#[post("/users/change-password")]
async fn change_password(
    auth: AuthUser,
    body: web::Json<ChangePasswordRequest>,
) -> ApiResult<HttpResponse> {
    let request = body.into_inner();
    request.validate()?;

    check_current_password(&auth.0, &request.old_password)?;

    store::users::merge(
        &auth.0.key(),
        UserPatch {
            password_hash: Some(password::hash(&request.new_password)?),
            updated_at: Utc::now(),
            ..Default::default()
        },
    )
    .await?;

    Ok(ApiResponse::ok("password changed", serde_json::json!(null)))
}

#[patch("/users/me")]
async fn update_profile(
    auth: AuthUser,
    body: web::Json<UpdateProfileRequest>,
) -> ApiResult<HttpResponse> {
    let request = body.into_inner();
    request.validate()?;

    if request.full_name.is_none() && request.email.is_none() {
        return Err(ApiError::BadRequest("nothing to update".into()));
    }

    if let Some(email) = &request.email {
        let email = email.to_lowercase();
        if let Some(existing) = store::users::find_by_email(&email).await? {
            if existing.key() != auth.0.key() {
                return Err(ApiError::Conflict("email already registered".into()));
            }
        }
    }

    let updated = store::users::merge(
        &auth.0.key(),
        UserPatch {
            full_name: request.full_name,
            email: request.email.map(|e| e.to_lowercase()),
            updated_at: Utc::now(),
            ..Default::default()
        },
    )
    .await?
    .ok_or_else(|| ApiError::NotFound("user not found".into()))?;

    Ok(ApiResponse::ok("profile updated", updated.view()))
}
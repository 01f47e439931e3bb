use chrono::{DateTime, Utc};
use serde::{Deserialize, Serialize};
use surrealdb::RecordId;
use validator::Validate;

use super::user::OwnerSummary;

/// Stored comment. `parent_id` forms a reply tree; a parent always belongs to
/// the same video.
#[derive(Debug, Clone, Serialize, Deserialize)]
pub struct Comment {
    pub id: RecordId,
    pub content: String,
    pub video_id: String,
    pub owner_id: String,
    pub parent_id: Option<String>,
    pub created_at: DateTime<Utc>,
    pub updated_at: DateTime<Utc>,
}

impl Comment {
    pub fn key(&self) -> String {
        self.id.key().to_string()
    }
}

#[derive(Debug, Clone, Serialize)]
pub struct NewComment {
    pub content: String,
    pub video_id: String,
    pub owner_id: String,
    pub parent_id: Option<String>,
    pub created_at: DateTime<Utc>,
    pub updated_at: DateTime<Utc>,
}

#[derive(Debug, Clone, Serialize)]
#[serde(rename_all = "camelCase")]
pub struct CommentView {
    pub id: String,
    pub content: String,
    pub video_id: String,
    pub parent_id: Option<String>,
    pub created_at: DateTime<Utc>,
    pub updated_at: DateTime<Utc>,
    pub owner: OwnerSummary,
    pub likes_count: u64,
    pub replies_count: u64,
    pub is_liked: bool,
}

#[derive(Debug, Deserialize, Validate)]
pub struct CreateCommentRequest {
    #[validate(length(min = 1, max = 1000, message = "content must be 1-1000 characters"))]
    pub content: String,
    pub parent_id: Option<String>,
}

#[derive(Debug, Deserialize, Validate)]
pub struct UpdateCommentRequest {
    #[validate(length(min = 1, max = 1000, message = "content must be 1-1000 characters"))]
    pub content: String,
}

- **PROBLEM TO SOLVE**
The records above are to be given again in full, exactly.

- **WRITTEN SOLUTION**
#[post("/users/change-password")]
async fn change_password(
    auth: AuthUser,
    body: web::Json<ChangePasswordRequest>,
) -> ApiResult<HttpResponse> {
    let request = body.into_inner();
    request.validate()?;

    check_current_password(&auth.0, &request.old_password)?;

    store::users::merge(
        &auth.0.key(),
        UserPatch {
            password_hash: Some(password::hash(&request.new_password)?),
            updated_at: Utc::now(),
            ..Default::default()
        },
    )
    .await?;

    Ok(ApiResponse::ok("password changed", serde_json::json!(null)))
}

#[patch("/users/me")]
async fn update_profile(
    auth: AuthUser,
    body: web::Json<UpdateProfileRequest>,
) -> ApiResult<HttpResponse> {
    let request = body.into_inner();
    request.validate()?;

    if request.full_name.is_none() && request.email.is_none() {
        return Err(ApiError::BadRequest("nothing to update".into()));
    }

    if let Some(email) = &request.email {
        let email = email.to_lowercase();
        if let Some(existing) = store::users::find_by_email(&email).await? {
            if existing.key() != auth.0.key() {
                return Err(ApiError::Conflict("email already registered".into()));
            }
        }
    }

    let updated = store::users::merge(
        &auth.0.key(),
        UserPatch {
            full_name: request.full_name,
            email: request.email.map(|e| e.to_lowercase()),
            updated_at: Utc::now(),
            ..Default::default()
        },
    )
    .await?
    .ok_or_else(|| ApiError::NotFound("user not found".into()))?;

    Ok(ApiResponse::ok("profile updated", updated.view()))
}
repository 01f47e439931e3bb
use chrono::{DateTime, Utc};
use serde::{Deserialize, Serialize};
use surrealdb::RecordId;
use validator::Validate;

use super::user::OwnerSummary;

/// Stored comment. `parent_id` forms a reply tree; a parent always belongs to
/// the same video.
#[derive(Debug, Clone, Serialize, Deserialize)]
pub struct Comment {
    pub id: RecordId,
    pub content: String,
    pub video_id: String,
    pub owner_id: String,
    pub parent_id: Option<String>,
    pub created_at: DateTime<Utc>,
    pub updated_at: DateTime<Utc>,
}

impl Comment {
    pub fn key(&self) -> String {
        self.id.key().to_string()
    }
}

#[derive(Debug, Clone, Serialize)]
pub struct NewComment {
    pub content: String,
    pub video_id: String,
    pub owner_id: String,
    pub parent_id: Option<String>,
    pub created_at: DateTime<Utc>,
    pub updated_at: DateTime<Utc>,
}

#[derive(Debug, Clone, Serialize)]
#[serde(rename_all = "camelCase")]
pub struct CommentView {
    pub id: String,
    pub content: String,
    pub video_id: String,
    pub parent_id: Option<String>,
    pub created_at: DateTime<Utc>,
    pub updated_at: DateTime<Utc>,
    pub owner: OwnerSummary,
    pub likes_count: u64,
    pub replies_count: u64,
    pub is_liked: bool,
}

#[derive(Debug, Deserialize, Validate)]
pub struct CreateCommentRequest {
    #[validate(length(min = 1, max = 1000, message = "content must be 1-1000 characters"))]
    pub content: String,
    pub parent_id: Option<String>,
}

#[derive(Debug, Deserialize, Validate)]
pub struct UpdateCommentRequest {
    #[validate(length(min = 1, max = 1000, message = "content must be 1-1000 characters"))]
    pub content: String,
}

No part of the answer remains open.